**YOUR OBJECTIVE:** Transcribe word for word the lines below from the line with "crossings in order." through the line with "pub fn is_empty(&self)", ends included.

**DATA SHOWN:**

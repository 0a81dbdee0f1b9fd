//! JSON result report.

use std::fs;
use std::io;
use std::path::Path;

use rivercross_core::Herd;
use rivercross_solver::{SearchOutcome, Solution};
use serde::{Deserialize, Serialize};
use thiserror::Error;

/// Errors raised while writing or reading a report.
#[derive(Debug, Error)]
pub enum ReportError {
    #[error("I/O error: {0}")]
    Io(#[from] io::Error),

    #[error("JSON error: {0}")]
    Json(#[from] serde_json::Error),
}

/// The serialized result of a search.
///
/// # Example
///
/// ```
/// use rivercross::SolutionReport;
/// use rivercross_config::CrossingConfig;
///
/// let report = rivercross::solve(&CrossingConfig::new(vec![1, 2], 2)).unwrap();
/// let json = report.to_json_string().unwrap();
///
/// let back = SolutionReport::from_json_str(&json).unwrap();
/// assert_eq!(back.num_of_solutions, 1);
/// assert_eq!(back.solutions[0].path, vec![vec!["A", "B"]]);
/// ```
#[derive(Debug, Clone, PartialEq, Eq, Serialize, Deserialize)]
pub struct SolutionReport {
    pub num_of_solutions: usize,
    pub solutions: Vec<SolutionEntry>,
}

/// One optimal schedule as written to the report.
#[derive(Debug, Clone, PartialEq, Eq, Serialize, Deserialize)]
pub struct SolutionEntry {
    pub total_time: u64,
    /// Time spent crossing per horse, in input order.
    pub horses_time_spent: Vec<u64>,
    /// Labels of the horses on each crossing.
    pub path: Vec<Vec<String>>,
}

impl SolutionEntry {
    fn new(solution: &Solution, herd: &Herd) -> Self {
        Self {
            total_time: solution.total_time(),
            horses_time_spent: solution.horses_time_spent().to_vec(),
            path: solution.path_labels(herd),
        }
    }
}

impl SolutionReport {
    /// Builds a report from a finished search over `herd`.
    pub fn from_outcome(outcome: &SearchOutcome, herd: &Herd) -> Self {
        let solutions: Vec<_> = outcome
            .solutions
            .iter()
            .map(|s| SolutionEntry::new(s, herd))
            .collect();
        Self {
            num_of_solutions: solutions.len(),
            solutions,
        }
    }

    /// Returns the optimal total, if any solution exists.
    pub fn best_total(&self) -> Option<u64> {
        self.solutions.first().map(|s| s.total_time)
    }

    pub fn to_json_string(&self) -> Result<String, ReportError> {
        Ok(serde_json::to_string_pretty(self)?)
    }

    pub fn from_json_str(s: &str) -> Result<Self, ReportError> {
        Ok(serde_json::from_str(s)?)
    }

    /// Writes the report as pretty-printed JSON.
    pub fn write_json(&self, path: impl AsRef<Path>) -> Result<(), ReportError> {
        let mut json = self.to_json_string()?;
        json.push('\n');
        fs::write(path, json)?;
        Ok(())
    }

    pub fn read_json(path: impl AsRef<Path>) -> Result<Self, ReportError> {
        let contents = fs::read_to_string(path)?;
        Self::from_json_str(&contents)
    }
}

#[cfg(test)]
mod tests {
    use super::*;
    use rivercross_test::{classic_bridge, exhausted_herd};

    #[test]
    fn test_report_shape() {
        let report = crate::solve(&classic_bridge()).unwrap();
        let json = report.to_json_string().unwrap();
        let value: serde_json::Value = serde_json::from_str(&json).unwrap();

        assert_eq!(value["num_of_solutions"], 2);
        let first = &value["solutions"][0];
        assert_eq!(first["total_time"], 17);
        assert_eq!(first["horses_time_spent"].as_array().unwrap().len(), 4);
        assert_eq!(first["path"].as_array().unwrap().len(), 5);
        assert!(first["path"][0].as_array().unwrap().iter().all(|l| l.is_string()));
    }

    #[test]
    fn test_empty_report() {
        let report = crate::solve(&exhausted_herd()).unwrap();
        assert_eq!(report.num_of_solutions, 0);
        assert!(report.solutions.is_empty());
        assert_eq!(report.best_total(), None);
        assert!(report.to_json_string().unwrap().contains("\"num_of_solutions\": 0"));
    }

    #[test]
    fn test_write_and_read() {
        let dir = tempfile::tempdir().unwrap();
        let path = dir.path().join("solution.json");
        let report = crate::solve(&classic_bridge()).unwrap();

        report.write_json(&path).unwrap();
        assert_eq!(SolutionReport::read_json(&path).unwrap(), report);
    }

    #[test]
    fn test_read_missing_file() {
        let dir = tempfile::tempdir().unwrap();
        let err = SolutionReport::read_json(dir.path().join("missing.json")).unwrap_err();
        assert!(matches!(err, ReportError::Io(_)));
    }
}
//! Complete crossing schedules.

use rivercross_core::{Crossing, CrossingPath, Herd};

/// A complete path from the initial state to the goal.
///
/// Created only when the search reaches the goal; immutable afterwards.
#[derive(Debug, Clone, PartialEq, Eq, Hash)]
pub struct Solution {
    total_time: u64,
    horses_time_spent: Vec<u64>,
    path: CrossingPath,
}

impl Solution {
    /// Creates a solution from its path and final per-horse times.
    pub fn new(path: CrossingPath, horses_time_spent: Vec<u64>) -> Self {
        let total_time = path
            .iter()
            .map(Crossing::duration)
            .fold(0, u64::saturating_add);
        Self {
            total_time,
            horses_time_spent,
            path,
        }
    }

    /// Returns the sum of all crossing durations.
    #[inline]
    pub fn total_time(&self) -> u64 {
        self.total_time
    }

    /// Returns the time each horse spent crossing, in horse id order.
    pub fn horses_time_spent(&self) -> &[u64] {
        &self.horses_time_spent
    }

    /// Returns the crossings in order.
    pub fn path(&self) -> &[Crossing] {
        &self.path
    }

    /// Returns the number of crossings.
    pub fn len(&self) -> usize {
        self.path.len()
    }

    /// Returns true for an empty path.
    pub fn is_empty(&self) -> bool {
        self.path.is_empty()
    }

    /// Returns each crossing as the labels of the horses on it.
    pub fn path_labels(&self, herd: &Herd) -> Vec<Vec<String>> {
        self.path
            .iter()
            .map(|c| herd.labels_of(c.members().iter().copied()))
            .collect()
    }
}
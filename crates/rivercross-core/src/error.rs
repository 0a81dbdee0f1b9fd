//! Error types for Rivercross

use thiserror::Error;

/// Main error type for Rivercross operations
#[derive(Debug, Error, PartialEq, Eq)]
pub enum RiverCrossingError {
    /// Error in the puzzle configuration
    #[error("Configuration error: {0}")]
    Config(String),

    /// A state transition would break the bank partition
    #[error("Invalid state: {0}")]
    InvalidState(String),
}

/// Result type alias for Rivercross operations
pub type Result<T> = std::result::Result<T, RiverCrossingError>;
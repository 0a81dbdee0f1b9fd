//! Configuration-driven entry point.

use rivercross_config::{ConfigError, CrossingConfig};
use rivercross_core::Herd;

use crate::engine::{SearchEngine, SearchOutcome};
use crate::movegen::MoveGenerator;
use crate::validator::StaminaValidator;

/// Owns a herd and the search settings built from a [`CrossingConfig`].
///
/// # Example
///
/// ```
/// use rivercross_config::CrossingConfig;
/// use rivercross_solver::Solver;
///
/// let config = CrossingConfig::new(vec![1, 2, 5, 10], 2);
/// let outcome = Solver::from_config(&config).unwrap().solve();
///
/// assert_eq!(outcome.best_total(), Some(17));
/// ```
#[derive(Debug, Clone)]
pub struct Solver {
    herd: Herd,
    group_limit: usize,
    validator: StaminaValidator,
    parallel: bool,
}

impl Solver {
    pub fn new(herd: Herd, group_limit: usize, validator: StaminaValidator) -> Self {
        Self {
            herd,
            group_limit,
            validator,
            parallel: false,
        }
    }

    /// Validates `config` and builds a solver from it.
    pub fn from_config(config: &CrossingConfig) -> Result<Self, ConfigError> {
        config.validate()?;
        let herd = config.herd()?;
        let validator = StaminaValidator::from_config(config);
        Ok(Self::new(herd, config.group_limit(), validator).with_parallel(config.search.parallel))
    }

    pub fn with_parallel(mut self, parallel: bool) -> Self {
        self.parallel = parallel;
        self
    }

    pub fn herd(&self) -> &Herd {
        &self.herd
    }

    pub fn group_limit(&self) -> usize {
        self.group_limit
    }

    pub fn validator(&self) -> &StaminaValidator {
        &self.validator
    }

    pub fn is_parallel(&self) -> bool {
        self.parallel
    }

    /// Runs the search to exhaustion.
    pub fn solve(&self) -> SearchOutcome {
        let engine = SearchEngine::new(
            MoveGenerator::new(&self.herd, self.group_limit),
            self.validator,
        );
        if self.parallel {
            engine.solve_parallel()
        } else {
            engine.solve()
        }
    }
}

**EXPECTED ANSWER:**
    /// Returns the crossings in order.
    pub fn path(&self) -> &[Crossing] {
        &self.path
    }

    /// Returns the number of crossings.
    pub fn len(&self) -> usize {
        self.path.len()
    }

    /// Returns true for an empty path.
    pub fn is_empty(&self) -> bool {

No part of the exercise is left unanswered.